Owens Denies Suicide Attempt
It was obvious almost immediately to legendary football coach Bill Walsh that Terrell Owens’ prodigious talent as a wide receiver came with a dark side.
“Anything can happen with him,” said Walsh, a team consultant when Owens was drafted by the San Francisco 49ers in 1996. “He can be a generous, friendly, outgoing person, or he can just be sulking, mean and cruel and disrespectful. You just don’t know what you’re going to get from day to day, like a manic depressive.”
The latest twist in the tumultuous saga of Owens, now a Dallas Cowboys star, played out Tuesday night when emergency medical personnel were called to his home here, where they found him groggy and incoherent.

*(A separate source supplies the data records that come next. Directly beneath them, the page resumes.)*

//! End-to-end scenarios against the public `Pool` API.
//!
//! These mirror the walk-throughs worked out by hand for the allocator's
//! design: splitting, first-fit reuse, coalescing with either neighbor,
//! exhaustion, and both resize paths. Offsets and remnant sizes are derived
//! from `HEADER_SIZE`/`MIN_PAYLOAD` rather than hardcoded, since the header
//! layout here isn't the one the scenarios were originally sketched against.

use crate::Pool;
use crate::header::{HEADER_SIZE, MIN_PAYLOAD};

fn debug_string(pool: &Pool) -> String {
	format!("{pool:?}")
}

#[test]
fn split_and_refill() {
	let mut pool = Pool::new();
	pool.initialize(1024).unwrap();

	let a = pool.allocate(100).unwrap();
	assert!(debug_string(&pool).contains("used@0"));

	unsafe { pool.release(Some(a)) };
	// The whole region coalesces back into a single free block.
	let rendered = debug_string(&pool);
	assert_eq!(rendered.matches("free@").count(), 1);
	assert_eq!(rendered.matches("used@").count(), 0);
}

#[test]
fn first_fit_prefers_earliest_free_block() {
	let mut pool = Pool::new();
	pool.initialize(256).unwrap();

	let a = pool.allocate(32).unwrap();
	let _b = pool.allocate(32).unwrap();
	let _c = pool.allocate(32).unwrap();

	unsafe { pool.release(Some(a)) };
	let d = pool.allocate(16).unwrap();

	assert_eq!(d, a, "first-fit should reuse A's offset before any later block");
}

#[test]
fn coalesces_with_predecessor() {
	let mut pool = Pool::new();
	pool.initialize(256).unwrap();

	let a = pool.allocate(32).unwrap();
	let b = pool.allocate(32).unwrap();
	let _c = pool.allocate(32).unwrap();

	unsafe { pool.release(Some(a)) };
	let _d = pool.allocate(16).unwrap();
	unsafe { pool.release(Some(b)) };

	// The remnant left by splitting A's old block should have merged with
	// B's newly freed block into one run, leaving exactly one free block
	// between D and C.
	let rendered = debug_string(&pool);
	assert_eq!(rendered.matches("used@").count(), 2);
	assert_eq!(rendered.matches("free@").count(), 2);
}

#[test]
fn exhaustion_returns_none_without_poisoning_existing_allocations() {
	let mut pool = Pool::new();
	pool.initialize(64).unwrap();

	let a = pool.allocate(40);
	assert!(a.is_some());
	let b = pool.allocate(40);
	assert!(b.is_none());

	let a = a.unwrap();
	unsafe { a.as_ptr().write_bytes(0xAB, 40) };
	unsafe { pool.release(Some(a)) };
}

#[test]
fn resize_grows_in_place_by_absorbing_free_successor() {
	let mut pool = Pool::new();
	pool.initialize(256).unwrap();

	let a = pool.allocate(32).unwrap();
	let b = pool.allocate(32).unwrap();
	unsafe { pool.release(Some(b)) };

	let c = unsafe { pool.resize(Some(a), 72) };
	assert_eq!(c, Some(a), "growing into a free successor must not move the block");
}

#[test]
fn resize_relocates_when_successor_is_allocated() {
	let mut pool = Pool::new();
	pool.initialize(256).unwrap();

	let a = pool.allocate(32).unwrap();
	let _b = pool.allocate(32).unwrap();
	let _c = pool.allocate(32).unwrap();

	unsafe { a.as_ptr().write_bytes(0x5A, 32) };
	let d = unsafe { pool.resize(Some(a), 100) }.unwrap();
	assert_ne!(d, a, "growing past an allocated successor must relocate");

	let copied = unsafe { std::slice::from_raw_parts(d.as_ptr(), 32) };
	assert!(copied.iter().all(|&b| b == 0x5A));
}

#[test]
fn zero_request_resize_releases_and_returns_none() {
	let mut pool = Pool::new();
	pool.initialize(256).unwrap();

	let a = pool.allocate(32).unwrap();
	let result = unsafe { pool.resize(Some(a), 0) };
	assert!(result.is_none());

	// The block should be back on the free list and reusable.
	let b = pool.allocate(32).unwrap();
	assert_eq!(b, a);
}

#[test]
fn none_pointer_resize_behaves_like_allocate() {
	let mut pool = Pool::new();
	pool.initialize(256).unwrap();

	let a = unsafe { pool.resize(None, 16) };
	assert!(a.is_some());
}

#[test]
fn double_release_is_absorbed_not_corrupting() {
	let mut pool = Pool::new();
	pool.initialize(256).unwrap();

	let a = pool.allocate(32).unwrap();
	unsafe { pool.release(Some(a)) };
	unsafe { pool.release(Some(a)) };

	// The pool must still be usable afterwards.
	let b = pool.allocate(16);
	assert!(b.is_some());
}

#[test]
fn capacity_too_small_is_rejected() {
	let mut pool = Pool::new();
	let err = pool.initialize(HEADER_SIZE).unwrap_err();
	assert_eq!(err, crate::PoolError::CapacityTooSmall { capacity: HEADER_SIZE });
}

#[test]
fn already_initialized_is_rejected() {
	let mut pool = Pool::new();
	pool.initialize(256).unwrap();
	let err = pool.initialize(256).unwrap_err();
	assert_eq!(err, crate::PoolError::AlreadyInitialized);
}

#[test]
fn teardown_allows_reinitialization() {
	let mut pool = Pool::new();
	pool.initialize(256).unwrap();
	pool.teardown();
	assert!(!pool.is_initialized());
	pool.initialize(512).unwrap();
	assert!(pool.is_initialized());
}

#[test]
fn allocate_on_uninitialized_pool_returns_none() {
	let mut pool = Pool::new();
	assert!(pool.allocate(16).is_none());
}

#[test]
fn minimum_payload_is_honored_for_tiny_requests() {
	let mut pool = Pool::new();
	pool.initialize(256).unwrap();
	let a = pool.allocate(1).unwrap();
	let b = pool.allocate(1).unwrap();
	assert_ne!(a, b);
	let distance = b.as_ptr() as usize - a.as_ptr() as usize;
	assert!(distance >= MIN_PAYLOAD);
}
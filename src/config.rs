//! The crate's entire configuration surface.
//!
//! `Pool` has exactly one knob worth configuring: how big a region to
//! reserve. There is no file- or environment-based configuration layer
//! because there is nothing else to configure.

/// Configuration for [`crate::Pool::initialize_with`].
#[derive(Clone, Copy, Debug, PartialEq, Eq)]
pub struct PoolConfig {
	pub capacity: usize,
}

impl PoolConfig {
	/// Builds a configuration requesting a region of `capacity` bytes.
	pub const fn new(capacity: usize) -> Self {
		Self { capacity }
	}
}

What happened next sparked a media furor that prompted dozens of reporters and nearly two dozen camera crews to descend upon the team’s headquarters and ESPN to break into its usual weekday lineup and cover the story on national television for hours straight.
An initial report from police said that he had tried to commit suicide. But Owens said later during a packed news conference that “there was no suicide attempt.”

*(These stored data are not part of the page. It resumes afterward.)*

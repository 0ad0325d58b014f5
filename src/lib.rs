//! # pool-alloc
//!
//! A first-fit, intrusive-header, splitting-and-coalescing region allocator
//! over a single, fixed-capacity byte pool reserved once from the host.
//!
//! ## Overview
//!
//! [`Pool`] owns one contiguous region, obtained by [`Pool::initialize`] and
//! released by [`Pool::teardown`]. Inside the region it maintains a single
//! intrusive chain of blocks walked in address order; [`Pool::allocate`]
//! picks the first free block large enough for a request and splits off any
//! usable remainder, [`Pool::release`] marks a block free and eagerly
//! coalesces with its free neighbors, and [`Pool::resize`] tries, in order,
//! to shrink in place, grow in place by absorbing a free successor, or
//! relocate.
//!
//! `Pool` is single-threaded and carries no interior synchronization. For a
//! single, lock-serialized, process-wide instance, use the free functions in
//! [`global`] instead of constructing a `Pool` directly.
//!
//! ```
//! use pool_alloc::Pool;
//!
//! let mut pool = Pool::new();
//! pool.initialize(1024).unwrap();
//!
//! let a = pool.allocate(100).expect("pool has room");
//! unsafe {
//!     a.as_ptr().write_bytes(0xAB, 100);
//!     pool.release(Some(a));
//! }
//! ```
//!
//! ## Crate layout
//!
//! ```text
//!   pool_alloc
//!   ├── header  - the intrusive block header and its offset arithmetic
//!   ├── pool    - the allocator core: initialize/allocate/release/resize/teardown
//!   ├── error   - PoolError, the three hard initialization-time failures
//!   ├── config  - PoolConfig, the crate's whole configuration surface
//!   └── global  - a Mutex-guarded process-wide Pool instance
//! ```

pub mod config;
pub mod error;
pub mod global;
mod header;
mod pool;

pub use config::PoolConfig;
pub use error::PoolError;
pub use pool::Pool;

#[cfg(test)]
mod tests;
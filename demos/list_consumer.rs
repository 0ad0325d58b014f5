//! A minimal singly-linked list of `u16` values that sources every node's
//! storage from `pool_alloc::global`, exercising the allocator the way a
//! real collaborator would: `allocate(node_size)` on push, `release` on pop.

use std::ptr::NonNull;

const DEFAULT_CAPACITY: usize = 4096;

struct Node {
	data: u16,
	next: Option<NonNull<Node>>,
}

struct List {
	head: Option<NonNull<Node>>,
}

impl List {
	fn new() -> Self {
		Self { head: None }
	}

	fn push_front(&mut self, data: u16) {
		let Some(raw) = pool_alloc::global::allocate(size_of::<Node>()) else {
			eprintln!("pool exhausted, dropping push of {data}");
			return;
		};
		let node_ptr = raw.cast::<Node>();
		unsafe { node_ptr.as_ptr().write(Node { data, next: self.head }) };
		self.head = Some(node_ptr);
	}

	fn pop_front(&mut self) -> Option<u16> {
		let node_ptr = self.head?;
		let node = unsafe { node_ptr.as_ptr().read() };
		self.head = node.next;
		unsafe { pool_alloc::global::release(Some(node_ptr.cast::<u8>())) };
		Some(node.data)
	}

	fn iter(&self) -> impl Iterator<Item = u16> + '_ {
		let mut current = self.head;
		std::iter::from_fn(move || {
			let node_ptr = current?;
			let node = unsafe { node_ptr.as_ref() };
			current = node.next;
			Some(node.data)
		})
	}
}

impl Drop for List {
	fn drop(&mut self) {
		while self.pop_front().is_some() {}
	}
}

fn main() {
	env_logger::init();

	let capacity = std::env::args().nth(1).and_then(|arg| arg.parse().ok()).unwrap_or(DEFAULT_CAPACITY);

	pool_alloc::global::initialize(capacity).expect("initializing the demo pool");

	let mut list = List::new();
	for value in [10u16, 9, 8, 7, 6, 5, 4, 3, 2, 1] {
		list.push_front(value);
	}

	print!("list:");
	for value in list.iter() {
		print!(" {value}");
	}
	println!();

	while let Some(value) = list.pop_front() {
		println!("popped {value}");
	}

	drop(list);
	pool_alloc::global::teardown();
}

Owens, sidelined with a broken hand that required surgery, called “absurd” reports that he might have swallowed as many as 35 painkillers before emergency personnel arrived about 8 p.m. Tuesday. According to the incident report, Owens was asked whether he was trying to harm himself, and he answered, “Yes.”

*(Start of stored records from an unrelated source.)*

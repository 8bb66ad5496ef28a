use serde::Deserialize;

use crate::geometry::{HeadType, Shape};
use crate::units::{FlowRateUnit, VolumeUnit};
use crate::wire;

/// Which inventories a request asks for.
#[derive(Debug, Clone, PartialEq, Eq, Deserialize)]
#[serde(from = "String")]
pub enum Phase {
    Liquid,
    Vapor,
    Both,
    Other(String),
}

impl Phase {
    pub fn includes_liquid(&self) -> bool {
        matches!(self, Phase::Liquid | Phase::Both)
    }

    pub fn includes_vapor(&self) -> bool {
        matches!(self, Phase::Vapor | Phase::Both)
    }
}

impl From<String> for Phase {
    fn from(s: String) -> Self {
        match s.as_str() {
            "liquid" => Phase::Liquid,
            "vapor" => Phase::Vapor,
            "both" => Phase::Both,
            _ => Phase::Other(s),
        }
    }
}

/// A single inventory calculation request, as posted by the sizing form.
///
/// Field names follow the form's JSON keys. Every field is optional on the
/// wire; the calculator decides which ones a given branch needs.
#[derive(Debug, Clone, Default, PartialEq, Deserialize)]
pub struct CalculationRequest {
    #[serde(default)]
    pub shape: Option<Shape>,
    #[serde(default)]
    pub phase: Option<Phase>,

    #[serde(default, deserialize_with = "wire::flag")]
    pub manual: bool,
    #[serde(rename = "volumeInput", default, deserialize_with = "wire::number")]
    pub volume_input: Option<f64>,
    #[serde(rename = "volumeUnit", default)]
    pub volume_unit: Option<VolumeUnit>,

    #[serde(rename = "inv_diameter", default, deserialize_with = "wire::number")]
    pub diameter: Option<f64>,
    #[serde(rename = "inv_length", default, deserialize_with = "wire::number")]
    pub length: Option<f64>,
    #[serde(rename = "inv_diameterUnit", default, deserialize_with = "wire::number")]
    pub diameter_scale: Option<f64>,
    #[serde(rename = "inv_lengthUnit", default, deserialize_with = "wire::number")]
    pub length_scale: Option<f64>,

    #[serde(rename = "addHead", default, deserialize_with = "wire::flag")]
    pub add_head: bool,
    #[serde(rename = "headType", default)]
    pub head_type: Option<HeadType>,
    #[serde(rename = "headCount", default, deserialize_with = "wire::count")]
    pub head_count: Option<u32>,

    #[serde(rename = "equipmentType", default)]
    pub equipment_type: Option<String>,
    #[serde(rename = "customPercent", default, deserialize_with = "wire::number")]
    pub custom_percent: Option<f64>,
    #[serde(default, deserialize_with = "wire::number")]
    pub density: Option<f64>,

    #[serde(rename = "flowRate", default, deserialize_with = "wire::number")]
    pub flow_rate: Option<f64>,
    #[serde(rename = "flowRateUnit", default)]
    pub flow_rate_unit: Option<FlowRateUnit>,
}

“At this point, I really wasn’t as coherent as they probably thought I was,” Owens explained later. “There was a number of people asking me a lot of questions.”
And many questions remain. The initial police report said the friend who summoned an ambulance to Owens’ home -- later identified as his publicist, Kim Etheredge -- told emergency workers that Owens told her he was depressed. On Wednesday, she disputed that.
“I don’t know where that came from,” she said at the news conference. “I did not say that.”
All that actually happened might never be known. Late Wednesday, the Dallas Police Department released a redacted incident report that, unlike the first, made no mention of a suicide attempt, claim of depression or prescription medication.
Meanwhile, Owens spent part of the day catching passes from Cowboys quarterbacks Drew Bledsoe and Tony Romo, sending the message he might be ready to play Sunday at Tennessee. The remarks of Cowboys Coach Bill Parcells were less than revealing in his daily media session. He said the incident was “apparently an unfortunate set of circumstances” and declined to comment further.
When pressed on the subject, he grew impatient before cutting short the conference.
“When I find out what is going on, you will know,” he said. “Until then, I’m not getting interrogated for no reason.”
Controversy is nothing new to Owens. He’s the player who accused Steve Mariucci, his coach in San Francisco, of being soft on opponents; questioned the sexuality of his 49ers quarterback, Jeff Garcia; allegedly challenged his Philadelphia quarterback, Donovan McNabb, to a fight in the locker room; and once celebrated scoring a touchdown by pulling a pen from his sock during the game and autographing the ball.
Along the way, he also became one of the NFL’s most exciting and interesting playmakers. After a bitter breakup with the Eagles last season, he signed a three-year, $25-million deal with the rival Cowboys, who figured he could help transform them into an elite team. Before the Cowboys signed him, he was widely loathed in Dallas because he once scored a touchdown for the 49ers at Texas Stadium and trampled the team logo -- a star -- at midfield in celebration.
When Dallas signed Owens, Cowboys owner Jerry Jones called it “an opportunity for him to basically put it all together and come in here and have a very positive experience.”
But Owens’ track record follows a predictable pattern. In San Francisco, as a rookie out of Tennessee-Chattanooga, he at first used “sir” and “ma’am” when addressing reporters. Later, those reporters would come to know a player who would be angry and unapproachable in the locker room after a loss, or a game when he felt slighted.
Walsh said the 49ers recommended that Owens seek counseling and arranged for him to see a psychologist. He is not sure whether the player followed through, however.
“He had a lot of help from the 49ers,” Walsh said. “But I can’t tell you it helped any. We felt like we did our job.”
ESPN reported Wednesday that the Eagles too offered psychological assistance.
Whereas Walsh does not believe Owens would try to kill himself, at least one highly qualified expert is not quick to dismiss Tuesday night’s incident as anything but a genuine attempt.
“Individuals who have a history of anger outbursts, aggression, are at increased risk for making an impulsive suicide attempt,” said Dr. James E. Rosenberg, director of neuropsychiatry for the Sports Concussion Institute at Centinela Freeman Hospital in Los Angeles.
Rosenberg is quick to add he has never analyzed nor even met Owens. But Walsh knows Owens well, and the latest incident doesn’t surprise him, either. Nor, he says, will the next one.
“This is going to keep going with him,” Walsh said. “Just be ready for it. This kind of thing will keep showing up in one form or another. If it’s not this, it’s something else.”
Farmer reported from Los Angeles; Wharton reported from Dallas.